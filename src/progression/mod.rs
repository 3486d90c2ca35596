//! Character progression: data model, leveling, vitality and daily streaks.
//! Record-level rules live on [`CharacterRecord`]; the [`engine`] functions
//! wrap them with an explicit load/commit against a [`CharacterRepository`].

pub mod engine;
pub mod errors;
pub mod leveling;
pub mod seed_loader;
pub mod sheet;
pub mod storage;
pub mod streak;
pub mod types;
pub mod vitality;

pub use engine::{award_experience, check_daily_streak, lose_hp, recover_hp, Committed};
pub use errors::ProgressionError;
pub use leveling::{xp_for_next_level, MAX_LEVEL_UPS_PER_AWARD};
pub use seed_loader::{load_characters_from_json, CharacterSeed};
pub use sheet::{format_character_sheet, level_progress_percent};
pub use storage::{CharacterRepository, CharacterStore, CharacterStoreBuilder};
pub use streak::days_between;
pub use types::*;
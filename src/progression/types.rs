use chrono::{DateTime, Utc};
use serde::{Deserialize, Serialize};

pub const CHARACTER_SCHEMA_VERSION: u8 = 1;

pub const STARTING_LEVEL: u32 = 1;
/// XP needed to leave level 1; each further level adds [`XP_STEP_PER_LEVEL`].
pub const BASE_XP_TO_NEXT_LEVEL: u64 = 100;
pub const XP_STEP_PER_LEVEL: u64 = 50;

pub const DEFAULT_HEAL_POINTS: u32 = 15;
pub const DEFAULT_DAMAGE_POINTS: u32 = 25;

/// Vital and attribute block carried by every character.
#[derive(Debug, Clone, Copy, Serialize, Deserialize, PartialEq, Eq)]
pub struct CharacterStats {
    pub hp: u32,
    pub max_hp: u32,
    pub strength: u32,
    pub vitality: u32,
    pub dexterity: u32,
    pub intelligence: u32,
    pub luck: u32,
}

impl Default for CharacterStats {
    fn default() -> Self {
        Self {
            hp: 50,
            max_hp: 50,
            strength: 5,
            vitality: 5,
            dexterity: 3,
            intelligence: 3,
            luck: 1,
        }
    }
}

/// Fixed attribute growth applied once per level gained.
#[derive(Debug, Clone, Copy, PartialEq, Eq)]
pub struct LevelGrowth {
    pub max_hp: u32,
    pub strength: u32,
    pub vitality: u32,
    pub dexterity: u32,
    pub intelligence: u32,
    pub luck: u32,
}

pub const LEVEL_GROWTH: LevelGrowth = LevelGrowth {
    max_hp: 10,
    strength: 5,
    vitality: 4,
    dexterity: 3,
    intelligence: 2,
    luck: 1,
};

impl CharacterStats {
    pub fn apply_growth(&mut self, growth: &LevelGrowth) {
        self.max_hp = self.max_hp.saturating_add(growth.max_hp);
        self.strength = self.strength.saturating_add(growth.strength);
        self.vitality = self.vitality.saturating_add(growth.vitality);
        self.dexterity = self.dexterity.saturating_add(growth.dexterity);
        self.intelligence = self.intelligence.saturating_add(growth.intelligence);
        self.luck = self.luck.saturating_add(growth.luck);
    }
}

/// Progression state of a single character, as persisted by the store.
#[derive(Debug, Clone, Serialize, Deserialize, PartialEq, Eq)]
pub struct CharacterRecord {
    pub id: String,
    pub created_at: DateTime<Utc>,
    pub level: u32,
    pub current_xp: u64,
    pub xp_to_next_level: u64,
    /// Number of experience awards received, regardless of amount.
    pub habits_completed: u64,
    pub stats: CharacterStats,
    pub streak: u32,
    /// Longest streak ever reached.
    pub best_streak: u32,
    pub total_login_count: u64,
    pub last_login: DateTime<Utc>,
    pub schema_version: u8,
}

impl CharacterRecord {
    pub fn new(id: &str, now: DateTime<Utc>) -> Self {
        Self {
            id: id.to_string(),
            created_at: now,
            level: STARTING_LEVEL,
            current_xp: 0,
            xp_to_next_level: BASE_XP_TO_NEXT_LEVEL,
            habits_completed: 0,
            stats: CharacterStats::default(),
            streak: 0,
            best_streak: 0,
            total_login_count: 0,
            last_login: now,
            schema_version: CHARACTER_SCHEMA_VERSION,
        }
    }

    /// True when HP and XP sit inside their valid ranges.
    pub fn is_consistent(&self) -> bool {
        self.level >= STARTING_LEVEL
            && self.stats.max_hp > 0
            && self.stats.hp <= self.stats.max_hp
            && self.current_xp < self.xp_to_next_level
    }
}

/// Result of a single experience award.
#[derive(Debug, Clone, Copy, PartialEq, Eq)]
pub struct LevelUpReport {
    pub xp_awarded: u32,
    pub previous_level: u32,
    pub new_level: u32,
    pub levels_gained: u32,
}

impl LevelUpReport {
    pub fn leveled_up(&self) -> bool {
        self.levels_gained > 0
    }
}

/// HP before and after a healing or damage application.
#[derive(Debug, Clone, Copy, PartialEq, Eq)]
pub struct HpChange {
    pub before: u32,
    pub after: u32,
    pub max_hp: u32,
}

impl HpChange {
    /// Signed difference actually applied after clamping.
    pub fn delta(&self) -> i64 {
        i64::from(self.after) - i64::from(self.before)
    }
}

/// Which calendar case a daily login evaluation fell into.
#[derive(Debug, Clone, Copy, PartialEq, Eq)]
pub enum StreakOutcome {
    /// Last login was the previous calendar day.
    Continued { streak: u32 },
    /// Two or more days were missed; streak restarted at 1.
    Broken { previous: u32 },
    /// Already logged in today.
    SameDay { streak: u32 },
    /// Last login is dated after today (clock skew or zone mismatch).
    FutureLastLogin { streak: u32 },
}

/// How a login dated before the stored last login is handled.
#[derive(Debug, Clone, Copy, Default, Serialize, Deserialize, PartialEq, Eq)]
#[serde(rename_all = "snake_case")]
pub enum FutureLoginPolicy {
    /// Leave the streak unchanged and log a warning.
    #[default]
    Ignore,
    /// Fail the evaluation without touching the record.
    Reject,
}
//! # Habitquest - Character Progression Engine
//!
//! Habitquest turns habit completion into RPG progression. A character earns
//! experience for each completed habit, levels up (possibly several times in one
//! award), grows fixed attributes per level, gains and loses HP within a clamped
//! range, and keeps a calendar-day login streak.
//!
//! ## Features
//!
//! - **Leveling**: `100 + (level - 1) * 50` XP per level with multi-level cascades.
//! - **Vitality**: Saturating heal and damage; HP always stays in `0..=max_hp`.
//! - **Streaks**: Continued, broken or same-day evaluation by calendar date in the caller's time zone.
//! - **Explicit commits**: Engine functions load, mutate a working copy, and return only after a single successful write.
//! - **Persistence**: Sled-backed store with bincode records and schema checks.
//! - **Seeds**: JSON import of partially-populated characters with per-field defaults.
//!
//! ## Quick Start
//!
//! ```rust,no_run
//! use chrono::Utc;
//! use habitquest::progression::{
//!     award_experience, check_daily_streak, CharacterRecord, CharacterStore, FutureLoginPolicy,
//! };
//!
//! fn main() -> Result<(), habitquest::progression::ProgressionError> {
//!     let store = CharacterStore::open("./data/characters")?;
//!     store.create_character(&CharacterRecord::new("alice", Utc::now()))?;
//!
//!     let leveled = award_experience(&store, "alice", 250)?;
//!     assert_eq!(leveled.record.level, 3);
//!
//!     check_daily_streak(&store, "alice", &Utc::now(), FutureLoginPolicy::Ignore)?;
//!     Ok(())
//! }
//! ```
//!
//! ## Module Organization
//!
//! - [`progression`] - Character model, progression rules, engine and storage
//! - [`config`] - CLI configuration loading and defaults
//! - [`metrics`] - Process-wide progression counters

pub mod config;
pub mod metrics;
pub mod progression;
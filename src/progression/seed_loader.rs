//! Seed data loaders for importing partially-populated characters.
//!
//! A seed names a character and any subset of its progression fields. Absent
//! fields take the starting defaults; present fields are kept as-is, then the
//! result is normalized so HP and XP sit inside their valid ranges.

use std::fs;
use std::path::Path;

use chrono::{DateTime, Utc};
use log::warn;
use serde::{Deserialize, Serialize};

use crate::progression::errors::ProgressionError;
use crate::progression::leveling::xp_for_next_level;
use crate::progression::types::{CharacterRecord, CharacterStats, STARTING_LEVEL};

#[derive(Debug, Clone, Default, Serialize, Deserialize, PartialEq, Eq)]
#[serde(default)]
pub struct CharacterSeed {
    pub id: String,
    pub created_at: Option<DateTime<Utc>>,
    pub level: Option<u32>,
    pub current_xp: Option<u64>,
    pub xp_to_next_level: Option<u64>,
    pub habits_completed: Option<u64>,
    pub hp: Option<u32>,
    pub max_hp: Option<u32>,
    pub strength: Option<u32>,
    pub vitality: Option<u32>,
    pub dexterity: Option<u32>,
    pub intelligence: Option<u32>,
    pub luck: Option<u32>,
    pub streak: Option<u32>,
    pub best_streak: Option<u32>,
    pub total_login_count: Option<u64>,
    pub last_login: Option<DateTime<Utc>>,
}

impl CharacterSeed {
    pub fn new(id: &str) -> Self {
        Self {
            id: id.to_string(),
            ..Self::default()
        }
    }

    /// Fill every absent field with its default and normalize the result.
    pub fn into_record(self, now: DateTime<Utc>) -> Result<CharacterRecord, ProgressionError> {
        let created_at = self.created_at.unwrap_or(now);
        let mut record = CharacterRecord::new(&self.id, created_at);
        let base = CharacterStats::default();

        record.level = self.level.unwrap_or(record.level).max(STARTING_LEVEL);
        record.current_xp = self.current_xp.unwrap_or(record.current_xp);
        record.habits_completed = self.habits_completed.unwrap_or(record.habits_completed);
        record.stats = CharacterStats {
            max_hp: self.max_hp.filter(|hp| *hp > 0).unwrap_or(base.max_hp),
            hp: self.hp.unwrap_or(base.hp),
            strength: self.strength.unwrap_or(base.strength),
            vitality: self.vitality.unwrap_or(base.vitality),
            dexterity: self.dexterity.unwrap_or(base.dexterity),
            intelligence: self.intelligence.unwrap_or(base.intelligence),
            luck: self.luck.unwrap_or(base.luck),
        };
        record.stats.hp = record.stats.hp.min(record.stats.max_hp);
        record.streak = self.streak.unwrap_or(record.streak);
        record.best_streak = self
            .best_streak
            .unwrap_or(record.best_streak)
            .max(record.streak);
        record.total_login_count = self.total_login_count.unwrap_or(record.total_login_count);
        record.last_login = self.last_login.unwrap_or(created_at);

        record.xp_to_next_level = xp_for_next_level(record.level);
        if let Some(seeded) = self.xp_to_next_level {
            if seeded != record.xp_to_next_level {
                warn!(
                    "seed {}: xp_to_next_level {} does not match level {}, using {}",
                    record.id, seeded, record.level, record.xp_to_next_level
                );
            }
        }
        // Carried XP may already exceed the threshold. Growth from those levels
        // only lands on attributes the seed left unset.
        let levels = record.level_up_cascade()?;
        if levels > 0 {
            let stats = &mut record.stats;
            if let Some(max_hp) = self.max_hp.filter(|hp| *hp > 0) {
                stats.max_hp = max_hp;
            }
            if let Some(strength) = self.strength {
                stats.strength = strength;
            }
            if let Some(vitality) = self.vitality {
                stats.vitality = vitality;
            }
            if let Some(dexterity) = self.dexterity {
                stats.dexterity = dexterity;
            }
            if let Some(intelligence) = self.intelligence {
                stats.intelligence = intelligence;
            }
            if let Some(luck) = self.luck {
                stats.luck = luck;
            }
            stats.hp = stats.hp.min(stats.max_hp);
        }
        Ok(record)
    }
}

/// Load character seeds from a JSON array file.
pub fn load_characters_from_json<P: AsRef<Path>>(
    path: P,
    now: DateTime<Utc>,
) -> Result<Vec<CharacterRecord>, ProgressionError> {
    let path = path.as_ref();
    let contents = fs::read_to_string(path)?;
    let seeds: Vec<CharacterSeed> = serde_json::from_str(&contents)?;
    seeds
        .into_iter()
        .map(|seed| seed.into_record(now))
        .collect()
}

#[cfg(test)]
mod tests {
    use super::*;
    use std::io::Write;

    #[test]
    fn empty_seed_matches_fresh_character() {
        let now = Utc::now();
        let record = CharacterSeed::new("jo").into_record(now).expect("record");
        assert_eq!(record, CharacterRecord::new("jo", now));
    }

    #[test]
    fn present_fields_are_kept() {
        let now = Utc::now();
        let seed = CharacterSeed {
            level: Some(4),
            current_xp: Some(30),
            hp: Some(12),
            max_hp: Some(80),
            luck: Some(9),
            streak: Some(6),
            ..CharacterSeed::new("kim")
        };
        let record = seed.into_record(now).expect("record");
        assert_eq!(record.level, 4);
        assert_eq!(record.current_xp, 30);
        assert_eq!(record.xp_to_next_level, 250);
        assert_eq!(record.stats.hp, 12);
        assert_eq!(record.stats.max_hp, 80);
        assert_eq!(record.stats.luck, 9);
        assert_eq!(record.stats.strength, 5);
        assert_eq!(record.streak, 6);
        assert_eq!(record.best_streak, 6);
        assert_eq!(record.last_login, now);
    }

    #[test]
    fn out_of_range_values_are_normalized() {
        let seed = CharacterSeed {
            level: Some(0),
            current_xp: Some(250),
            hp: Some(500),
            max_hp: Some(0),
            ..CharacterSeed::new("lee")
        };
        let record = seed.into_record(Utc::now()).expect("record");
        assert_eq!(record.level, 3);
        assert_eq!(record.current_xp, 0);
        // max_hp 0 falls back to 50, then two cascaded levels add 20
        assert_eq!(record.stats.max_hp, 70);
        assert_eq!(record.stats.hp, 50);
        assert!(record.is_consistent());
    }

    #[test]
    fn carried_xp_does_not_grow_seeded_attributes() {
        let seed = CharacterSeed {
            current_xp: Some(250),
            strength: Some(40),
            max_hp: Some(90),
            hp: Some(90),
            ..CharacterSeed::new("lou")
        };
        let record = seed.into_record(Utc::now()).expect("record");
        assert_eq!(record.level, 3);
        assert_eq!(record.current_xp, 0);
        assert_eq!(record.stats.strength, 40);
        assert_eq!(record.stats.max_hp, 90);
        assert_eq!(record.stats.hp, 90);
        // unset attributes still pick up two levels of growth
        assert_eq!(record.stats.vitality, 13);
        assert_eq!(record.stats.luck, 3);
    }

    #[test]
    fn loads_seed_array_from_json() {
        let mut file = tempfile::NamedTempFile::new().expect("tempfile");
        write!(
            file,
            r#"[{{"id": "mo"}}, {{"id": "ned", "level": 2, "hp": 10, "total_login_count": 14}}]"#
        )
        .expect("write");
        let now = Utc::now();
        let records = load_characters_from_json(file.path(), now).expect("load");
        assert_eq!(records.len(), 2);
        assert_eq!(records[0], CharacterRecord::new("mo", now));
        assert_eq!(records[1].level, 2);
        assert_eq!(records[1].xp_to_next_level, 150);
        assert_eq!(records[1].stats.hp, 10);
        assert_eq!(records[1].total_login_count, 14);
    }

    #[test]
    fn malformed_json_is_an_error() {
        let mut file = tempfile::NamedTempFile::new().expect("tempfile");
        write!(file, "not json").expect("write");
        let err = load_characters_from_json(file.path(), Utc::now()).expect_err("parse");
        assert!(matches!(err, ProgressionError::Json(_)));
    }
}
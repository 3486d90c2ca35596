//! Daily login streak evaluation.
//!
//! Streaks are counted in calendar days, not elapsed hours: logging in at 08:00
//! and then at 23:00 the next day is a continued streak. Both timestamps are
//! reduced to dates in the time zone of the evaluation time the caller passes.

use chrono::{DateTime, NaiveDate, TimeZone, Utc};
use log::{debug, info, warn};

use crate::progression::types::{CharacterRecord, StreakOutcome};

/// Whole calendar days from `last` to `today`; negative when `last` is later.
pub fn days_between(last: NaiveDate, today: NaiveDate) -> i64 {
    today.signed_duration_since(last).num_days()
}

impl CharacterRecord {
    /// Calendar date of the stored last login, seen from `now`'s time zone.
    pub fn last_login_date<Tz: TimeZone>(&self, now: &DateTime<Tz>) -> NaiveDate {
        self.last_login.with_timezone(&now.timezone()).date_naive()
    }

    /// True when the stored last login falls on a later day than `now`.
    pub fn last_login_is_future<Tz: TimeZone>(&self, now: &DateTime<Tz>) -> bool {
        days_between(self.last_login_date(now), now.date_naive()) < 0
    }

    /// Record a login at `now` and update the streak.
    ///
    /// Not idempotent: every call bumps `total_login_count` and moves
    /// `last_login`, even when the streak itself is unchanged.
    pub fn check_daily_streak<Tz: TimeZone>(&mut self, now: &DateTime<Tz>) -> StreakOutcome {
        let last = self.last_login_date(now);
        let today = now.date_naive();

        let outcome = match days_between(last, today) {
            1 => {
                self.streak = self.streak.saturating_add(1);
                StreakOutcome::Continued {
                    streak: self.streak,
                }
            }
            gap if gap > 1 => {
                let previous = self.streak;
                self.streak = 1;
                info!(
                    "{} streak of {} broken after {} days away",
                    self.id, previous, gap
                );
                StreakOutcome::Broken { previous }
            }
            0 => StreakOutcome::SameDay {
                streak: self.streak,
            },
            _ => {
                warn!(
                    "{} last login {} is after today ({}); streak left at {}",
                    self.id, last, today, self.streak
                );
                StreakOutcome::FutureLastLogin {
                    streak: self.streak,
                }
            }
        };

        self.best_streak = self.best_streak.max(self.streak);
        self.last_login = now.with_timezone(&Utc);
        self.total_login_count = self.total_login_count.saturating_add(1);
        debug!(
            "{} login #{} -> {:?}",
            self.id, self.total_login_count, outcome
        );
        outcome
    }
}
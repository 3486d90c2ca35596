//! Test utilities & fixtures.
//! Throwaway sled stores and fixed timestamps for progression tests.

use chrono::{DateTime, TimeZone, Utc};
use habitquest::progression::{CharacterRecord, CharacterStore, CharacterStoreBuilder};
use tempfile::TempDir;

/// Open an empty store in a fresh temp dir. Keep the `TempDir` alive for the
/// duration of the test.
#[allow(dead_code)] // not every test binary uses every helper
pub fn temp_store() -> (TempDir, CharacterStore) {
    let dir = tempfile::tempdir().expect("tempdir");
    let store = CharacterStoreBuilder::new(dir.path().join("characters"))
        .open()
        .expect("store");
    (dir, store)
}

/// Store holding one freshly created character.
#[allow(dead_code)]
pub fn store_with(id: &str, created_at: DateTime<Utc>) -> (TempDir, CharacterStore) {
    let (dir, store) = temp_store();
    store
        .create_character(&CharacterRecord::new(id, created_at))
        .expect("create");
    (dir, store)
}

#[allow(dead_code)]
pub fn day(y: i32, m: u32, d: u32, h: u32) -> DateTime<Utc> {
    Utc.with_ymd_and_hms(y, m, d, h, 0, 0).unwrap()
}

TRY IT
Would you state how many lines of the data above hold the string "later"? Reply with the number alone.

SOLUTION TO THIS EXERCISE
2